As country populations start to balloon and we see a global growth rate explosion (in the year 2000, global population was estimated at 6.1 billion; in 2020, it was estimated at 7.7 billion). These alarming growth rates highlight the demand for materials that are going to be required for things like construction of homes, buildings, provision of renewable energy, and the like.

At the onset of the Industrial Revolution, the linear model was followed by industry (take, make and dump). At this juncture, no fear of material scarcity, overexploitation or -extraction, pollution or environmental damage was given the necessary attention.

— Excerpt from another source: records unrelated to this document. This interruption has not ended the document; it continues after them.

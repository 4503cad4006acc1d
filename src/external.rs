use concordium_std::*;

use crate::types::ContractTokenId;

/// Type of the parameter to the `init` function.
#[derive(Debug, Serialize, SchemaType)]
pub struct InitParams {
    /// Custody contract that holds the assets put up for auction.
    pub nft: ContractAddress,
}

/// Parameter to the `create` entrypoint.
#[derive(Debug, Serialize, SchemaType)]
pub struct CreateParams {
    /// Asset identifier, also the lookup key of the auction record.
    pub id: ContractTokenId,
    /// Smallest accepted bid.
    pub minimum_bid: Amount,
    /// Length of the bidding window.
    pub duration: Duration,
}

The rise in climate change, population growth, increase in consumption patterns, alarming rates of food waste, illegal dumping, material shortages, as well as the lack of education around sustainability and duty of care towards the environment and natural resources have somewhat highlighted the fears.

As per Yong (2007) and Yuan et al. (2008), the circular economy focuses on the macro level (regions, cities), meso level (eco-industrial networks) and micro level (looking at a particular organisation to improve environmental performance, like reducing waste discharges). It is clear then that for the circular economy to be effective, it requires support from civilians, corporate/industry and the public sector.

In order for role players at the different levels to get the circularity active in the circular economy, there are some areas that require focus (CGR 2022):

• Housing: The largest emissions footprint for residential homes especially in low-income countries. More use of circular-type materials in construction and more resource-efficient construction.

• Nutrition: Society’s nutritional needs are reliant on livestock and agricultural products such as crops. Use food waste for animal feed, reduce and replace packaging.

• Healthcare: Relook at design of medical equipment, recycling of some of the medical waste, and substituting single-use medical items with reusable ones.

• Mobility: Recycle used vehicles at end of life, use metals and plastics for new vehicles as recycled materials.

• Communication: More focus on the manufacture of smaller electronic items, more digital applications.

• Consumables: More use of bioplastics, recycling of furniture, closed-loop recycling of synthetic materials.